Source records:
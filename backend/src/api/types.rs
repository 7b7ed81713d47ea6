//! REST API types.
//!
//! Response bodies are camelCase at the envelope level; the embedded
//! analysis keeps the library's field names so chart specs can be passed
//! through untouched.

use chrono::NaiveDate;
use serde::{Deserialize, Serialize};
use serde_json::{json, Value};
use uuid::Uuid;

use crate::analysis::pipeline::{format_delimiter, Report};
use crate::error::{PipelineError, ServerError};
use crate::models::{AnalysisResult, WeatherDataset};

/// Response to a successful `POST /api/analyze`.
#[derive(Debug, Clone, Serialize)]
#[serde(rename_all = "camelCase")]
pub struct AnalyzeResponse {
    /// Unique job identifier
    pub job_id: String,

    /// Always "ok"; errors use [`error_response`]
    pub status: String,

    /// Uploaded file name, or `manual_input.csv` for pasted text
    pub file_name: String,

    pub source: SourceMetadata,

    pub analysis: AnalysisResult,

    /// Plotly figures for the three charts, ready for `Plotly.newPlot`
    pub figures: Figures,
}

#[derive(Debug, Clone, Serialize)]
#[serde(rename_all = "camelCase")]
pub struct Figures {
    pub temperature_trend: Value,
    pub monthly_average: Value,
    pub rainfall_trend: Value,
}

/// CSV file metadata
#[derive(Debug, Clone, Serialize, Deserialize)]
#[serde(rename_all = "camelCase")]
pub struct SourceMetadata {
    pub encoding: String,
    pub delimiter: String,
    pub row_count: usize,
    pub columns: Vec<String>,
    pub first_date: NaiveDate,
    pub last_date: NaiveDate,
}

impl AnalyzeResponse {
    pub fn new(report: Report, file_name: impl Into<String>) -> Self {
        let charts = &report.analysis.charts;
        let figures = Figures {
            temperature_trend: charts.temperature_trend.to_plotly(),
            monthly_average: charts.monthly_average.to_plotly(),
            rainfall_trend: charts.rainfall_trend.to_plotly(),
        };
        let source = report.source;

        Self {
            job_id: Uuid::new_v4().to_string(),
            status: "ok".to_string(),
            file_name: file_name.into(),
            source: SourceMetadata {
                encoding: source.encoding,
                delimiter: format_delimiter(source.delimiter),
                row_count: source.row_count,
                columns: source.headers,
                first_date: source.first_date,
                last_date: source.last_date,
            },
            analysis: report.analysis,
            figures,
        }
    }
}

/// Response to a successful `POST /api/validate`.
#[derive(Debug, Clone, Serialize, Deserialize)]
#[serde(rename_all = "camelCase")]
pub struct ValidateResponse {
    pub job_id: String,
    pub valid: bool,
    pub file_name: String,
    pub record_count: usize,
    /// Distinct months present, ascending
    pub months: Vec<u32>,
    pub first_date: NaiveDate,
    pub last_date: NaiveDate,
}

impl ValidateResponse {
    pub fn new(dataset: &WeatherDataset, file_name: impl Into<String>) -> Self {
        let (first_date, last_date) = dataset.date_range();
        Self {
            job_id: Uuid::new_v4().to_string(),
            valid: true,
            file_name: file_name.into(),
            record_count: dataset.len(),
            months: dataset.months().into_iter().collect(),
            first_date,
            last_date,
        }
    }
}

/// Error body for any failed request.
///
/// Validation failures carry the error kind and the offending columns.
pub fn error_response(err: &ServerError) -> Value {
    let (kind, columns) = match err {
        ServerError::Pipeline(PipelineError::Validation(v)) => {
            (json!(v.kind()), json!(v.columns()))
        }
        ServerError::Pipeline(PipelineError::Analysis(_)) => (json!("AnalysisError"), json!([])),
        ServerError::Pipeline(PipelineError::Io(_)) | ServerError::Internal(_) => {
            (json!("InternalError"), json!([]))
        }
        ServerError::BadRequest(_) => (json!("BadRequest"), json!([])),
    };

    json!({
        "jobId": Uuid::new_v4().to_string(),
        "status": "error",
        "kind": kind,
        "error": err.to_string(),
        "columns": columns,
    })
}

What you are asked to do
You are asked to transcribe all of the data above exactly.

Written response
filename backend/src/api/types.rs
repository 7b7ed81713d47ea6
//! REST API types.
//!
//! Response bodies are camelCase at the envelope level; the embedded
//! analysis keeps the library's field names so chart specs can be passed
//! through untouched.

use chrono::NaiveDate;
use serde::{Deserialize, Serialize};
use serde_json::{json, Value};
use uuid::Uuid;

use crate::analysis::pipeline::{format_delimiter, Report};
use crate::error::{PipelineError, ServerError};
use crate::models::{AnalysisResult, WeatherDataset};

/// Response to a successful `POST /api/analyze`.
#[derive(Debug, Clone, Serialize)]
#[serde(rename_all = "camelCase")]
pub struct AnalyzeResponse {
    /// Unique job identifier
    pub job_id: String,

    /// Always "ok"; errors use [`error_response`]
    pub status: String,

    /// Uploaded file name, or `manual_input.csv` for pasted text
    pub file_name: String,

    pub source: SourceMetadata,

    pub analysis: AnalysisResult,

    /// Plotly figures for the three charts, ready for `Plotly.newPlot`
    pub figures: Figures,
}

#[derive(Debug, Clone, Serialize)]
#[serde(rename_all = "camelCase")]
pub struct Figures {
    pub temperature_trend: Value,
    pub monthly_average: Value,
    pub rainfall_trend: Value,
}

/// CSV file metadata
#[derive(Debug, Clone, Serialize, Deserialize)]
#[serde(rename_all = "camelCase")]
pub struct SourceMetadata {
    pub encoding: String,
    pub delimiter: String,
    pub row_count: usize,
    pub columns: Vec<String>,
    pub first_date: NaiveDate,
    pub last_date: NaiveDate,
}

impl AnalyzeResponse {
    pub fn new(report: Report, file_name: impl Into<String>) -> Self {
        let charts = &report.analysis.charts;
        let figures = Figures {
            temperature_trend: charts.temperature_trend.to_plotly(),
            monthly_average: charts.monthly_average.to_plotly(),
            rainfall_trend: charts.rainfall_trend.to_plotly(),
        };
        let source = report.source;

        Self {
            job_id: Uuid::new_v4().to_string(),
            status: "ok".to_string(),
            file_name: file_name.into(),
            source: SourceMetadata {
                encoding: source.encoding,
                delimiter: format_delimiter(source.delimiter),
                row_count: source.row_count,
                columns: source.headers,
                first_date: source.first_date,
                last_date: source.last_date,
            },
            analysis: report.analysis,
            figures,
        }
    }
}

/// Response to a successful `POST /api/validate`.
#[derive(Debug, Clone, Serialize, Deserialize)]
#[serde(rename_all = "camelCase")]
pub struct ValidateResponse {
    pub job_id: String,
    pub valid: bool,
    pub file_name: String,
    pub record_count: usize,
    /// Distinct months present, ascending
    pub months: Vec<u32>,
    pub first_date: NaiveDate,
    pub last_date: NaiveDate,
}

impl ValidateResponse {
    pub fn new(dataset: &WeatherDataset, file_name: impl Into<String>) -> Self {
        let (first_date, last_date) = dataset.date_range();
        Self {
            job_id: Uuid::new_v4().to_string(),
            valid: true,
            file_name: file_name.into(),
            record_count: dataset.len(),
            months: dataset.months().into_iter().collect(),
            first_date,
            last_date,
        }
    }
}

/// Error body for any failed request.
///
/// Validation failures carry the error kind and the offending columns.
pub fn error_response(err: &ServerError) -> Value {
    let (kind, columns) = match err {
        ServerError::Pipeline(PipelineError::Validation(v)) => {
            (json!(v.kind()), json!(v.columns()))
        }
        ServerError::Pipeline(PipelineError::Analysis(_)) => (json!("AnalysisError"), json!([])),
        ServerError::Pipeline(PipelineError::Io(_)) | ServerError::Internal(_) => {
            (json!("InternalError"), json!([]))
        }
        ServerError::BadRequest(_) => (json!("BadRequest"), json!([])),
    };

    json!({
        "jobId": Uuid::new_v4().to_string(),
        "status": "error",
        "kind": kind,
        "error": err.to_string(),
        "columns": columns,
    })
}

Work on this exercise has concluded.